- **Aim of the exercise**:
Each record must be printed exactly as given.

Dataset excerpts
^^^^

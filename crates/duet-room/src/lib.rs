//! Two-party room coordinator for the duet signaling broker.
//!
//! Tracks which connection sits in which room, enforces the two-seat
//! capacity (and optionally one seat per origin address), keeps each
//! room's shared playback position, and works out who receives what when
//! a participant joins, relays an event, or departs. The coordinator does
//! no I/O: every operation returns the [`Delivery`] list for the
//! transport to send.

mod admission;
pub mod coordinator;
mod departure;
pub mod directory;
pub mod error;
pub mod playback;
pub mod protocol;
pub mod registry;
pub mod relay;

pub use coordinator::{Clock, Coordinator, CoordinatorStats, PayloadLimits, RoomPolicy};
pub use directory::{Room, RoomDirectory, ROOM_CAPACITY};
pub use error::{JoinError, RelayError};
pub use playback::{PlaybackControl, PlaybackSnapshot, PlaybackState};
pub use protocol::{ClientEvent, Command, Delivery, JoinRequest, ServerEvent};
pub use registry::{ConnectionRegistry, Session};
pub use relay::{CallSignal, RelayEvent};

^^^^

- **Reply**:
filename crates/duet-room/src/lib.rs
//! Two-party room coordinator for the duet signaling broker.
//!
//! Tracks which connection sits in which room, enforces the two-seat
//! capacity (and optionally one seat per origin address), keeps each
//! room's shared playback position, and works out who receives what when
//! a participant joins, relays an event, or departs. The coordinator does
//! no I/O: every operation returns the [`Delivery`] list for the
//! transport to send.

mod admission;
pub mod coordinator;
mod departure;
pub mod directory;
pub mod error;
pub mod playback;
pub mod protocol;
pub mod registry;
pub mod relay;

pub use coordinator::{Clock, Coordinator, CoordinatorStats, PayloadLimits, RoomPolicy};
pub use directory::{Room, RoomDirectory, ROOM_CAPACITY};
pub use error::{JoinError, RelayError};
pub use playback::{PlaybackControl, PlaybackSnapshot, PlaybackState};
pub use protocol::{ClientEvent, Command, Delivery, JoinRequest, ServerEvent};
pub use registry::{ConnectionRegistry, Session};
pub use relay::{CallSignal, RelayEvent};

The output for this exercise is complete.